= Saguaro (Palm OS) =

Saguaro was an application for Palm OS, one of the first designed to give Palm-OS-based PDAs true multitasking features comparable to desktop computers. Saguaro was also the first Palm OS application capable of competing with the graphic performance of the iPhone.

==History==

Saguaro, produced by PDA Performance, Inc., had a long development cycle of three years. Currently, the full version is not available for download, however, two beta versions had been released: Saguaro Beta (a private beta) and Saguaro Sneak Peek (a public beta). Information about the Saguaro private beta is severely lacking, however it is speculated to be more full-featured than the public beta.

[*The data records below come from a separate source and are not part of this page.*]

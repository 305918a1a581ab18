//! Clap derive structures for the `flowdeck` CLI.
//!
//! Defines the complete command tree, global flags, and shared types.

use std::path::PathBuf;

use clap::{Args, Parser, Subcommand, ValueEnum};

use flowdeck_core::FlowColumn;

// ── Top-Level CLI ────────────────────────────────────────────────────

/// flowdeck -- inspect and drive an intercepting proxy's flow list
#[derive(Debug, Parser)]
#[command(
    name = "flowdeck",
    version,
    about = "Inspect and manage intercepted flows from the command line",
    long_about = "A CLI for the flows REST API of an intercepting proxy.\n\n\
        Lists flows through the same filter/sort session the interactive\n\
        front ends use, and drives per-flow and bulk actions.",
    propagate_version = true,
    subcommand_required = true,
    arg_required_else_help = true
)]
pub struct Cli {
    #[command(flatten)]
    pub global: GlobalOpts,

    #[command(subcommand)]
    pub command: Command,
}

// ── Global Options ───────────────────────────────────────────────────

#[derive(Debug, Args)]
pub struct GlobalOpts {
    /// Server profile to use
    #[arg(long, short = 'p', env = "FLOWDECK_PROFILE", global = true)]
    pub profile: Option<String>,

    /// Server URL (overrides profile)
    #[arg(long, short = 's', env = "FLOWDECK_SERVER", global = true)]
    pub server: Option<String>,

    /// Bearer token
    #[arg(long, env = "FLOWDECK_TOKEN", global = true, hide_env = true)]
    pub token: Option<String>,

    /// Output format
    #[arg(
        long,
        short = 'o',
        env = "FLOWDECK_OUTPUT",
        default_value = "table",
        global = true
    )]
    pub output: OutputFormat,

    /// When to use color output
    #[arg(long, default_value = "auto", global = true)]
    pub color: ColorMode,

    /// Increase verbosity (-v, -vv, -vvv)
    #[arg(long, short = 'v', action = clap::ArgAction::Count, global = true)]
    pub verbose: u8,

    /// Suppress non-error output
    #[arg(long, short = 'q', global = true)]
    pub quiet: bool,

    /// Skip confirmation prompts
    #[arg(long, short = 'y', global = true)]
    pub yes: bool,

    /// Accept self-signed TLS certificates
    #[arg(long, short = 'k', env = "FLOWDECK_INSECURE", global = true)]
    pub insecure: bool,

    /// Request timeout in seconds (overrides profile)
    #[arg(long, env = "FLOWDECK_TIMEOUT", global = true)]
    pub timeout: Option<u64>,
}

// ── Output & Color Enums ─────────────────────────────────────────────

#[derive(Debug, Clone, Copy, PartialEq, Eq, ValueEnum)]
pub enum OutputFormat {
    /// Pretty table (default, interactive)
    Table,
    /// Pretty-printed JSON
    Json,
    /// Compact single-line JSON
    JsonCompact,
    /// YAML
    Yaml,
    /// Plain text, one value per line (scripting)
    Plain,
}

#[derive(Debug, Clone, Copy, PartialEq, Eq, ValueEnum)]
pub enum ColorMode {
    /// Auto-detect (color if terminal is interactive)
    Auto,
    /// Always emit color codes
    Always,
    /// Never emit color codes
    Never,
}

// ── Top-Level Command Enum ───────────────────────────────────────────

#[derive(Debug, Subcommand)]
pub enum Command {
    /// List, inspect, and act on intercepted flows
    #[command(alias = "f")]
    Flows(FlowsArgs),

    /// Manage CLI configuration and profiles
    Config(ConfigArgs),

    /// Generate shell completions
    Completions(CompletionsArgs),
}

// ━━━━━━━━━━━━━━━━━━━━━━━━━━━━━━━━━━━━━━━━━━━━━━━━━━━━━━━━━━━━━━━━━━
//  FLOWS
// ━━━━━━━━━━━━━━━━━━━━━━━━━━━━━━━━━━━━━━━━━━━━━━━━━━━━━━━━━━━━━━━━━━

#[derive(Debug, Args)]
pub struct FlowsArgs {
    #[command(subcommand)]
    pub command: FlowsCommand,
}

#[derive(Debug, Subcommand)]
pub enum FlowsCommand {
    /// List flows in display order
    #[command(alias = "ls")]
    List(FlowListArgs),

    /// Show one flow
    Get {
        /// Flow ID or unique ID prefix
        id: String,
    },

    /// Resume an intercepted flow
    Accept {
        /// Flow ID or unique ID prefix
        id: String,
    },

    /// Delete a flow
    #[command(alias = "rm")]
    Delete {
        /// Flow ID or unique ID prefix
        id: String,
    },

    /// Duplicate a flow
    Duplicate {
        /// Flow ID or unique ID prefix
        id: String,
    },

    /// Replay a flow's request
    Replay {
        /// Flow ID or unique ID prefix
        id: String,
    },

    /// Revert a modified flow
    Revert {
        /// Flow ID or unique ID prefix
        id: String,
    },

    /// Apply a partial update from a JSON file
    Update {
        /// Flow ID or unique ID prefix
        id: String,

        /// JSON document sent verbatim as the update body
        #[arg(long, short = 'F')]
        from_file: PathBuf,
    },

    /// Resume every intercepted flow
    AcceptAll,

    /// Remove every flow from the server
    Clear,

    /// Export all flows as a dump file
    Download {
        /// Destination file
        #[arg(long, short = 'O')]
        output_file: PathBuf,
    },

    /// Import flows from a dump file
    Upload {
        /// Dump file produced by `flows download`
        file: PathBuf,
    },
}

/// Filter, sort and paging for `flows list`.
#[derive(Debug, Args)]
pub struct FlowListArgs {
    /// Filter expression, e.g. "method:post host:example.com !status:2xx"
    #[arg(long, short = 'f')]
    pub filter: Option<String>,

    /// Column to sort by (id, method, host, path, status, size, time, kind)
    #[arg(long)]
    pub sort: Option<FlowColumn>,

    /// Sort descending
    #[arg(long)]
    pub desc: bool,

    /// Maximum rows to show
    #[arg(long, short = 'l')]
    pub limit: Option<usize>,
}

// ━━━━━━━━━━━━━━━━━━━━━━━━━━━━━━━━━━━━━━━━━━━━━━━━━━━━━━━━━━━━━━━━━━
//  CONFIG
// ━━━━━━━━━━━━━━━━━━━━━━━━━━━━━━━━━━━━━━━━━━━━━━━━━━━━━━━━━━━━━━━━━━

#[derive(Debug, Args)]
pub struct ConfigArgs {
    #[command(subcommand)]
    pub command: ConfigCommand,
}

#[derive(Debug, Subcommand)]
pub enum ConfigCommand {
    /// Display current configuration (tokens masked)
    Show,

    /// Print the config file path
    Path,

    /// List configured profiles
    Profiles,

    /// Set the default profile
    Use {
        /// Profile name to set as default
        name: String,
    },

    /// Store a bearer token in the system keyring
    SetToken {
        /// Profile to store the token for (defaults to the active profile)
        #[arg(long)]
        profile: Option<String>,
    },
}

#[derive(Debug, Args)]
pub struct CompletionsArgs {
    /// Shell to generate completions for
    pub shell: clap_complete::Shell,
}
// ── Flow identifiers ──
//
// Servers usually hand out UUIDs, but the id is opaque: it is stored,
// compared and sent back exactly as received. `as_uuid` parses on demand.

use serde::{Deserialize, Serialize};
use std::fmt;
use std::str::FromStr;
use uuid::Uuid;

/// Identifier for a flow, kept verbatim.
#[derive(Debug, Clone, PartialEq, Eq, Hash, PartialOrd, Ord, Serialize, Deserialize)]
#[serde(transparent)]
pub struct FlowId(String);

impl FlowId {
    pub fn as_str(&self) -> &str {
        &self.0
    }

    /// The id parsed as a UUID, when it is one.
    pub fn as_uuid(&self) -> Option<Uuid> {
        Uuid::parse_str(&self.0).ok()
    }

    /// The id as it appears in REST paths.
    pub fn to_path_segment(&self) -> String {
        self.0.clone()
    }

    /// True when `prefix` is a prefix of the textual id (used for short ids
    /// typed on the command line).
    pub fn starts_with(&self, prefix: &str) -> bool {
        self.0.starts_with(prefix)
    }
}

impl fmt::Display for FlowId {
    fn fmt(&self, f: &mut fmt::Formatter<'_>) -> fmt::Result {
        f.write_str(&self.0)
    }
}

impl FromStr for FlowId {
    type Err = std::convert::Infallible;

    fn from_str(s: &str) -> Result<Self, Self::Err> {
        Ok(Self::from(s))
    }
}

impl From<Uuid> for FlowId {
    fn from(u: Uuid) -> Self {
        Self(u.to_string())
    }
}

impl From<String> for FlowId {
    fn from(s: String) -> Self {
        Self(s)
    }
}

impl From<&str> for FlowId {
    fn from(s: &str) -> Self {
        Self(s.to_owned())
    }
}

PDA Performance released lineUp, an application based on Saguaro’s code, on November 30, 2007.

PDA Performance announced their closure on February 28, 2008. As a result, a complete version of Saguaro has not been released.

==Specifications==

Little data is available on the technical specifications of Saguaro, as PDA Performance had not released an SDK. Saguaro was rumored to implement cooperative multitasking for Saguaro-compatible applications, referred to as "widgets". The term caused speculation in the Palm community as to whether Saguaro was intended to replace the Palm OS to run applications or if it was designed to be a widget engine. Saguaro was also rumored to be capable of running "legacy" palm applications by acting as a launcher.

Saguaro featured its own graphics engine, called "MojaveGL", which also functioned as a window manager. MojaveGL is capable of alpha blending, thus allowing Saguaro to create translucent windows.

==LineUp==

LineUp is a widget engine developed by PDA Performance that is heavily based on Saguaro's code. LineUp has relatively few widgets available, of which most are news-based (CNN, CNET, Washington Post, etc). An SDK has not been released to allow third party developers to create widgets, causing many users to lose interest in the "fancy RSS reader."

LineUp itself is quick and fluid, providing users a preview of Saguaro and the MojaveGL framework on what it is based.